A pattern of allegations has emerged about the department's Internal Investigations Section (IIS) from former cops, minorities and now a reporter at KOMO-TV news. Critics say the department's Internal Investigations Section is sometimes used to intimidate witnesses or punish dissidents.
The case involving reporter Liz Rocca suggests another attempt to intimidate a complaining witness. Most troubling, police may have tried to use a reporter's private life to get her to back off a story.
As revealed by Times reporters Steve Miletich and Mike Carter, the Rocca case goes back to 1997, when she was reporting lawsuits that had been brought against the department by its own officers. In a broadcast, Rocca reported that the department had paid more than $50,000 to settle a suit by three officers who alleged that a lieutenant ordered them strip-searched when a suspect's money turned up missing.
According to Rocca's complaint, the lieutenant became angry, called her boss at KOMO and said she is gay.
If true, the alleged call to an employer by itself is alarming. Police hear all sorts of things about private citizens, and this has the aroma of blackmail. But the larger question goes to how the department handled the complaint, which was made known to Stamper and was handled by his chief of staff, Assistant Chief Clark Kimerer.
First, the matter was ultimately classified as a "supervisory referral," which means that IIS considered the matter worthy of attention by a supervisor, but not serious enough to warrant discipline.
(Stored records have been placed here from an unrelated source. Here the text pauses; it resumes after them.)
#[cfg(test)]
mod tests {
    use std::cell::RefCell;
    use std::rc::Rc;

    use super::*;
    use crate::memory::MemoryDocument;
    use crate::property::StyleProperty;
    use crate::storage::MemoryStore;

    fn engine_with(store: MemoryStore) -> InversionEngine<MemoryDocument, MemoryStore> {
        InversionEngine::new(MemoryDocument::new(), store, InvertConfig::default())
    }

    #[test]
    fn test_new_engine_is_disabled() {
        let engine = engine_with(MemoryStore::new());
        assert_eq!(engine.state(), EngineState::Disabled);
        assert!(!engine.is_inverted());
        assert!(!engine.is_watching());
        assert!(engine.cache().is_empty());
    }

    #[test]
    fn test_persisted_enable_waits_for_mount() {
        let store = MemoryStore::new().with("aiTutorThemeInverted", "1");
        let mut engine = engine_with(store);
        assert!(!engine.is_inverted());

        engine.mount();
        assert!(engine.is_inverted());
        assert!(engine.is_watching());

        engine.disable();
        engine.mount();
        assert!(!engine.is_inverted());
    }

    #[test]
    fn test_toggle_persists_each_flip() {
        let mut engine = engine_with(MemoryStore::new());
        engine.toggle();
        assert_eq!(engine.store().value("aiTutorThemeInverted"), Some("1"));
        engine.toggle();
        assert_eq!(engine.store().value("aiTutorThemeInverted"), Some("0"));
        assert_eq!(engine.state(), EngineState::Disabled);
    }

    #[test]
    fn test_listeners_fire_on_state_change_only() {
        let seen = Rc::new(RefCell::new(Vec::new()));
        let mut engine = engine_with(MemoryStore::new());
        let sink = Rc::clone(&seen);
        let id = engine.on_change(move |v| sink.borrow_mut().push(v));

        engine.enable();
        engine.enable();
        engine.disable();
        assert_eq!(*seen.borrow(), vec![true, false]);

        engine.remove_listener(id);
        engine.enable();
        assert_eq!(*seen.borrow(), vec![true, false]);
    }

    #[test]
    fn test_panicking_listener_does_not_stop_others() {
        let hits = Rc::new(RefCell::new(0));
        let mut engine = engine_with(MemoryStore::new());
        engine.on_change(|_| panic!("listener failure"));
        let sink = Rc::clone(&hits);
        engine.on_change(move |_| *sink.borrow_mut() += 1);

        engine.enable();
        assert_eq!(*hits.borrow(), 1);
        assert!(engine.is_inverted());
    }

    #[test]
    fn test_mutations_ignored_while_disabled() {
        let mut engine = engine_with(MemoryStore::new());
        let body = engine.document().body().expect("body");
        let el = engine.document_mut().append(&body, "div");
        engine.handle_mutations(&[MutationRecord::added(body, vec![el])]);
        assert!(engine.cache().is_empty());
        assert_eq!(engine.document().inline_style(&el, StyleProperty::Color), "");
    }

    #[test]
    fn test_moved_node_keeps_its_entry() {
        let mut engine = engine_with(MemoryStore::new());
        let body = engine.document().body().expect("body");
        let a = engine.document_mut().append(&body, "div");
        let b = engine.document_mut().append(&body, "div");
        engine.enable();
        let inverted = engine.document().inline_style(&b, StyleProperty::Color);

        engine.document_mut().append_child(&a, &b);
        let batch = engine.document_mut().take_records();
        assert_eq!(batch.len(), 2);
        engine.handle_mutations(&batch);

        assert_eq!(engine.document().inline_style(&b, StyleProperty::Color), inverted);
        engine.disable();
        assert_eq!(engine.document().inline_style(&b, StyleProperty::Color), "");
    }
}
The classification had another effect: It stayed secret. Only sustained findings of misconduct are made public.
Second, the department conveyed a qualified apology to Rocca in a letter that took the most charitable view of the lieutenant's behavior. Ignoring the official context of the lieutenant's call, the department concluded he had acted without malice and within his rights as a citizen. That seems to excuse away an apparent abuse of official position.
Rocca's case should suggest several questions to the citizen-review panel. Does the current system of classification enhance or diminish accountability? Do the people in charge of the system favor the insiders, or favor the truth?
The panel's report, due Aug. 25, must give an independent evaluation of these allegations and set the highest standard for those who run the department.